ASSIGNMENT: Your answer should be one number: the count of lines in the records that include the word "Serialize".

EXTRACTED RECORDS:

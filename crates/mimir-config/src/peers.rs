//! Cluster membership as seen from one unit.

use std::collections::BTreeMap;

use serde::{Deserialize, Serialize};

/// Mapping from unit identifier to network address.
///
/// A `PeerSet` always contains the local unit. It has no removal API, so that
/// invariant holds for the whole lifetime of the value.
#[derive(Debug, Clone, PartialEq, Eq, Serialize, Deserialize)]
pub struct PeerSet {
    local_unit: String,
    members: BTreeMap<String, String>,
}

impl PeerSet {
    /// Creates a peer set holding only the local unit.
    #[must_use]
    pub fn new(local_unit: impl Into<String>, local_address: impl Into<String>) -> Self {
        let local_unit = local_unit.into();
        let mut members = BTreeMap::new();
        members.insert(local_unit.clone(), local_address.into());
        Self {
            local_unit,
            members,
        }
    }

    /// Adds or replaces a remote unit's address.
    ///
    /// The local unit's own entry is never replaced.
    pub fn insert(&mut self, unit: impl Into<String>, address: impl Into<String>) {
        let unit = unit.into();
        if unit == self.local_unit {
            return;
        }
        self.members.insert(unit, address.into());
    }

    /// Adds a remote unit, builder style.
    #[must_use]
    pub fn with_peer(mut self, unit: impl Into<String>, address: impl Into<String>) -> Self {
        self.insert(unit, address);
        self
    }

    /// The local unit identifier.
    #[must_use]
    pub fn local_unit(&self) -> &str {
        &self.local_unit
    }

    /// The local unit's address.
    #[must_use]
    pub fn local_address(&self) -> &str {
        self.members
            .get(&self.local_unit)
            .map_or("", String::as_str)
    }

    /// Looks up the address of a unit.
    #[must_use]
    pub fn get(&self, unit: &str) -> Option<&str> {
        self.members.get(unit).map(String::as_str)
    }

    /// Every address in the set, local unit included, ordered by unit id.
    pub fn addresses(&self) -> impl Iterator<Item = &str> {
        self.members.values().map(String::as_str)
    }

    /// Iterates `(unit, address)` pairs ordered by unit id.
    pub fn iter(&self) -> impl Iterator<Item = (&str, &str)> {
        self.members.iter().map(|(u, a)| (u.as_str(), a.as_str()))
    }

    /// Number of members, local unit included.
    #[must_use]
    pub fn len(&self) -> usize {
        self.members.len()
    }

    /// Always false; kept for API symmetry with collections.
    #[must_use]
    pub fn is_empty(&self) -> bool {
        self.members.is_empty()
    }
}

#[cfg(test)]
mod tests {
    use super::*;

    #[test]
    fn new_set_contains_only_local_unit() {
        let peers = PeerSet::new("mimir-writer/0", "mimir-writer-0.example");
        assert_eq!(peers.len(), 1);
        assert_eq!(peers.local_unit(), "mimir-writer/0");
        assert_eq!(peers.local_address(), "mimir-writer-0.example");
        assert!(!peers.is_empty());
    }

    #[test]
    fn local_entry_cannot_be_replaced() {
        let peers = PeerSet::new("u/0", "self.example").with_peer("u/0", "impostor.example");
        assert_eq!(peers.len(), 1);
        assert_eq!(peers.local_address(), "self.example");
    }

    #[test]
    fn addresses_are_ordered_by_unit() {
        let peers = PeerSet::new("u/1", "h1")
            .with_peer("u/2", "h2")
            .with_peer("u/0", "h0");
        let addrs: Vec<_> = peers.addresses().collect();
        assert_eq!(addrs, vec!["h0", "h1", "h2"]);
    }

    #[test]
    fn remote_address_can_be_updated() {
        let mut peers = PeerSet::new("u/0", "h0").with_peer("u/1", "old");
        peers.insert("u/1", "new");
        assert_eq!(peers.get("u/1"), Some("new"));
        assert_eq!(peers.len(), 2);
    }
}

EXERCISE OUTPUT: 2